#### Try it:
Every line of the listing is to be returned exactly as given.

#### Data shown:
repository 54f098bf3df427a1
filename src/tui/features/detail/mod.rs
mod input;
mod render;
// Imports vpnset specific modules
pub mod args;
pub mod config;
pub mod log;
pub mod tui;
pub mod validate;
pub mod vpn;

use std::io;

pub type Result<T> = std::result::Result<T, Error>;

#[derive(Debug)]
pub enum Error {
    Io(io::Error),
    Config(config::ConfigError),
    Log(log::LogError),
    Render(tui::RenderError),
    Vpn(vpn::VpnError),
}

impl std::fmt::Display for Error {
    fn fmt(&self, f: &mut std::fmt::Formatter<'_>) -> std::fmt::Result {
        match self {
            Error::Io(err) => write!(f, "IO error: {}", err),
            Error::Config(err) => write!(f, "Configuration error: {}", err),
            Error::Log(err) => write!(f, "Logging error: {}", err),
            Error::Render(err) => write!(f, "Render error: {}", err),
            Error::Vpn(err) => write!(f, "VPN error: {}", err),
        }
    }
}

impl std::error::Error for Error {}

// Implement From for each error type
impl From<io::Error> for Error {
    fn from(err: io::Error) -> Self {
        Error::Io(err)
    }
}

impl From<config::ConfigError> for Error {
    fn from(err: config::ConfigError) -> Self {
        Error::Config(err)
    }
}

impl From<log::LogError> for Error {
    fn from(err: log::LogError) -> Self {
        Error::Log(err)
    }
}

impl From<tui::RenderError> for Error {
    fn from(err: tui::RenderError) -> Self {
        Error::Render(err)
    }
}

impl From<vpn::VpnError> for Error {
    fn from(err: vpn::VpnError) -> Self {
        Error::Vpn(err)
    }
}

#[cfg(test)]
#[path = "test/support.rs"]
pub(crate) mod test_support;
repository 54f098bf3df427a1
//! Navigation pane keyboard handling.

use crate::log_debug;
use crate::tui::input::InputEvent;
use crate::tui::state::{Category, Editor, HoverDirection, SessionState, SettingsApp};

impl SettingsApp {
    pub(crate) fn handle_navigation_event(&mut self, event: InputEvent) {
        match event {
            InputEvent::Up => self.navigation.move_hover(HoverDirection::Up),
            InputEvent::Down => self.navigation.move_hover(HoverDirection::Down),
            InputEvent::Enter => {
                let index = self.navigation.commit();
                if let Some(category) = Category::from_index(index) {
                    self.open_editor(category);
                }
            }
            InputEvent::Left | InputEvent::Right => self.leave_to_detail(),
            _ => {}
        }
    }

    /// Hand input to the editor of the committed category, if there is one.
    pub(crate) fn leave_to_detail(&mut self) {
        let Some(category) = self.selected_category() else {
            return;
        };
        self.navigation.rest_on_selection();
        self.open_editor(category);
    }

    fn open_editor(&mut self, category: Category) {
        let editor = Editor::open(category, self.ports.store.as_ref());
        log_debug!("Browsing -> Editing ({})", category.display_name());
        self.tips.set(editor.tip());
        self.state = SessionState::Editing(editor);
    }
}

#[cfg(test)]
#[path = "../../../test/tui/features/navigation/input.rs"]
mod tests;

#### Result:
repository 54f098bf3df427a1
filename src/tui/features/detail/mod.rs
mod input;
mod render;
// Imports vpnset specific modules
pub mod args;
pub mod config;
pub mod log;
pub mod tui;
pub mod validate;
pub mod vpn;

use std::io;

pub type Result<T> = std::result::Result<T, Error>;

#[derive(Debug)]
pub enum Error {
    Io(io::Error),
    Config(config::ConfigError),
    Log(log::LogError),
    Render(tui::RenderError),
    Vpn(vpn::VpnError),
}

impl std::fmt::Display for Error {
    fn fmt(&self, f: &mut std::fmt::Formatter<'_>) -> std::fmt::Result {
        match self {
            Error::Io(err) => write!(f, "IO error: {}", err),
            Error::Config(err) => write!(f, "Configuration error: {}", err),
            Error::Log(err) => write!(f, "Logging error: {}", err),
            Error::Render(err) => write!(f, "Render error: {}", err),
            Error::Vpn(err) => write!(f, "VPN error: {}", err),
        }
    }
}

impl std::error::Error for Error {}

// Implement From for each error type
impl From<io::Error> for Error {
    fn from(err: io::Error) -> Self {
        Error::Io(err)
    }
}

impl From<config::ConfigError> for Error {
    fn from(err: config::ConfigError) -> Self {
        Error::Config(err)
    }
}

impl From<log::LogError> for Error {
    fn from(err: log::LogError) -> Self {
        Error::Log(err)
    }
}

impl From<tui::RenderError> for Error {
    fn from(err: tui::RenderError) -> Self {
        Error::Render(err)
    }
}

impl From<vpn::VpnError> for Error {
    fn from(err: vpn::VpnError) -> Self {
        Error::Vpn(err)
    }
}

#[cfg(test)]
#[path = "test/support.rs"]
pub(crate) mod test_support;
repository 54f098bf3df427a1
//! Navigation pane keyboard handling.

use crate::log_debug;
use crate::tui::input::InputEvent;
use crate::tui::state::{Category, Editor, HoverDirection, SessionState, SettingsApp};

impl SettingsApp {
    pub(crate) fn handle_navigation_event(&mut self, event: InputEvent) {
        match event {
            InputEvent::Up => self.navigation.move_hover(HoverDirection::Up),
            InputEvent::Down => self.navigation.move_hover(HoverDirection::Down),
            InputEvent::Enter => {
                let index = self.navigation.commit();
                if let Some(category) = Category::from_index(index) {
                    self.open_editor(category);
                }
            }
            InputEvent::Left | InputEvent::Right => self.leave_to_detail(),
            _ => {}
        }
    }

    /// Hand input to the editor of the committed category, if there is one.
    pub(crate) fn leave_to_detail(&mut self) {
        let Some(category) = self.selected_category() else {
            return;
        };
        self.navigation.rest_on_selection();
        self.open_editor(category);
    }

    fn open_editor(&mut self, category: Category) {
        let editor = Editor::open(category, self.ports.store.as_ref());
        log_debug!("Browsing -> Editing ({})", category.display_name());
        self.tips.set(editor.tip());
        self.state = SessionState::Editing(editor);
    }
}

#[cfg(test)]
#[path = "../../../test/tui/features/navigation/input.rs"]
mod tests;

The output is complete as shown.